**EXERCISE BRIEF**
Reproduce, from the lines below, exactly the stretch that begins at the line containing "pub enum RuntimeVersion" and ends at the line containing "impl FromStr for", both included.

** DATA EXTRACTS follows **

use std::fs::File;
use std::io::BufReader;
use std::path::{Path, PathBuf};

use flate2::read::GzDecoder;
use tracing::{debug, info};

use crate::error::{Error, Result};
use crate::staging::Staging;

/// Decodes `.tar.gz` archives without any external tools.
#[derive(Debug, Clone, Copy, Default)]
pub struct TarGzExtractor;

impl TarGzExtractor {
    pub async fn extract(&self, archive: &Path, destination: &Path) -> Result<usize> {
        info!(archive = %archive.display(), destination = %destination.display(), "extracting");
        let archive = archive.to_path_buf();
        let destination = destination.to_path_buf();
        tokio::task::spawn_blocking(move || extract_blocking(&archive, &destination))
            .await
            .map_err(|e| Error::Task(e.to_string()))?
    }
}

fn extract_blocking(archive: &Path, destination: &Path) -> Result<usize> {
    let file = File::open(archive).map_err(|e| Error::Open {
        path: archive.to_path_buf(),
        source: e,
    })?;
    let staging = Staging::new(destination)?;
    unpack_into(archive, file, staging.path())?;
    staging.commit()
}

fn unpack_into(archive_path: &Path, file: File, target: &Path) -> Result<()> {
    let corrupted = |e| Error::Corrupted {
        path: archive_path.to_path_buf(),
        source: e,
    };

    let mut archive = tar::Archive::new(GzDecoder::new(BufReader::new(file)));
    let mut count = 0usize;
    for entry in archive.entries().map_err(corrupted)? {
        let mut entry = entry.map_err(corrupted)?;
        let entry_path: PathBuf = entry
            .path()
            .map(|p| p.into_owned())
            .map_err(corrupted)?;
        let unpacked = entry.unpack_in(target).map_err(|e| Error::Unpack {
            entry: entry_path.clone(),
            source: e,
        })?;
        if !unpacked {
            return Err(Error::PathEscape { entry: entry_path });
        }
        count += 1;
    }
    debug!(entries = count, "unpacked archive");
    Ok(())
}

#[cfg(test)]
mod tests {
    use super::*;
    use std::io::Write;

    #[tokio::test]
    async fn test_missing_archive_is_open_error() {
        let dir = tempfile::tempdir().unwrap();
        let err = TarGzExtractor
            .extract(&dir.path().join("absent.tar.gz"), dir.path())
            .await
            .unwrap_err();
        assert!(matches!(err, Error::Open { .. }));
    }

    #[tokio::test]
    async fn test_garbage_is_corrupted_and_leaves_no_staging() {
        let dir = tempfile::tempdir().unwrap();
        let archive = dir.path().join("node-latest.tar.gz");
        File::create(&archive)
            .unwrap()
            .write_all(b"definitely not gzip")
            .unwrap();
        let dest = dir.path().join("latest");

        let err = TarGzExtractor.extract(&archive, &dest).await.unwrap_err();
        assert!(matches!(err, Error::Corrupted { .. }));
        assert_eq!(std::fs::read_dir(&dest).unwrap().count(), 0);
    }
}
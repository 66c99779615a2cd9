use thiserror::Error;

pub type Result<T> = std::result::Result<T, Error>;

#[derive(Debug, Error)]
pub enum Error {
    #[error("failed to spawn `{cmd}`")]
    CommandFailed { cmd: String, source: std::io::Error },

    #[error("`{cmd}` exited with {}", describe_code(.code))]
    ExitStatus { cmd: String, code: Option<i32> },

    #[error("`{cmd}` wrote non UTF-8 output")]
    NonUtf8Output { cmd: String },
}

fn describe_code(code: &Option<i32>) -> String {
    match code {
        Some(code) => format!("status {code}"),
        None => "no status (terminated by signal)".to_string(),
    }
}
use std::fmt;
use std::str::FromStr;

use crate::error::FetchError;

pub const DEFAULT_DIST_URL: &str = "https://nodejs.org/dist";

/// Which runtime release to build against.
#[derive(Debug, Clone, PartialEq, Eq, Hash)]
pub enum RuntimeVersion {
    /// The distribution server's "most recent" alias.
    Latest,
    /// A dotted release number, stored without a leading `v`.
    Release(String),
}

impl RuntimeVersion {
    pub const LATEST: &'static str = "latest";

    /// File name of the cached archive: `node-{version}.tar.gz`.
    pub fn archive_file_name(&self) -> String {
        format!("node-{self}.tar.gz")
    }
}

impl FromStr for RuntimeVersion {
    type Err = FetchError;

    fn from_str(s: &str) -> Result<Self, Self::Err> {
        let s = s.trim();
        if s == Self::LATEST {
            return Ok(RuntimeVersion::Latest);
        }
        let v = s.strip_prefix('v').unwrap_or(s);
        // Used as a cache directory name, so it must stay a single normal component.
        if v.is_empty()
            || v.chars().all(|c| c == '.')
            || v.contains(['/', '\\'])
            || v.chars().any(char::is_whitespace)
        {
            return Err(FetchError::InvalidVersion(s.to_string()));
        }
        Ok(RuntimeVersion::Release(v.to_string()))
    }
}

impl fmt::Display for RuntimeVersion {
    fn fmt(&self, f: &mut fmt::Formatter<'_>) -> fmt::Result {
        match self {
            RuntimeVersion::Latest => f.write_str(Self::LATEST),
            RuntimeVersion::Release(v) => f.write_str(v),
        }
    }
}

/// Base URL of a runtime source distribution server.
#[derive(Debug, Clone, PartialEq, Eq)]
pub struct DistSource {
    prefix: String,
}

impl Default for DistSource {
    fn default() -> Self {
        Self::new(DEFAULT_DIST_URL)
    }
}

impl DistSource {
    pub fn new(prefix: impl Into<String>) -> Self {
        let prefix = prefix.into();
        Self {
            prefix: prefix.trim_end_matches('/').to_string(),
        }
    }

    pub fn prefix(&self) -> &str {
        &self.prefix
    }

    pub fn archive_url(&self, version: &RuntimeVersion) -> String {
        match version {
            RuntimeVersion::Latest => format!("{}/node-latest.tar.gz", self.prefix),
            RuntimeVersion::Release(v) => format!("{}/v{v}/node-v{v}.tar.gz", self.prefix),
        }
    }
}

#[cfg(test)]
mod tests {
    use super::*;

    #[test]
    fn test_latest_url() {
        let dist = DistSource::new("https://example.org/dist");
        assert_eq!(
            dist.archive_url(&RuntimeVersion::Latest),
            "https://example.org/dist/node-latest.tar.gz"
        );
    }

    #[test]
    fn test_release_url() {
        let dist = DistSource::new("https://example.org/dist/");
        let v: RuntimeVersion = "4.2.1".parse().unwrap();
        assert_eq!(
            dist.archive_url(&v),
            "https://example.org/dist/v4.2.1/node-v4.2.1.tar.gz"
        );
    }

    #[test]
    fn test_parse_strips_single_v() {
        assert_eq!(
            "v0.10.28".parse::<RuntimeVersion>().unwrap(),
            RuntimeVersion::Release("0.10.28".into())
        );
        assert_eq!(
            "latest".parse::<RuntimeVersion>().unwrap(),
            RuntimeVersion::Latest
        );
    }

    #[test]
    fn test_parse_rejects_garbage() {
        assert!("".parse::<RuntimeVersion>().is_err());
        assert!("v".parse::<RuntimeVersion>().is_err());
        assert!("../etc".parse::<RuntimeVersion>().is_err());
        assert!("1.0 beta".parse::<RuntimeVersion>().is_err());
        assert!(".".parse::<RuntimeVersion>().is_err());
        assert!("..".parse::<RuntimeVersion>().is_err());
        assert!("v..".parse::<RuntimeVersion>().is_err());
    }

    #[test]
    fn test_archive_file_name() {
        assert_eq!(
            RuntimeVersion::Latest.archive_file_name(),
            "node-latest.tar.gz"
        );
        assert_eq!(
            RuntimeVersion::Release("4.2.1".into()).archive_file_name(),
            "node-4.2.1.tar.gz"
        );
    }
}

** End of DATA EXTRACTS **

**SOLUTION FOR THIS TASK**
pub enum RuntimeVersion {
    /// The distribution server's "most recent" alias.
    Latest,
    /// A dotted release number, stored without a leading `v`.
    Release(String),
}

impl RuntimeVersion {
    pub const LATEST: &'static str = "latest";

    /// File name of the cached archive: `node-{version}.tar.gz`.
    pub fn archive_file_name(&self) -> String {
        format!("node-{self}.tar.gz")
    }
}

impl FromStr for RuntimeVersion {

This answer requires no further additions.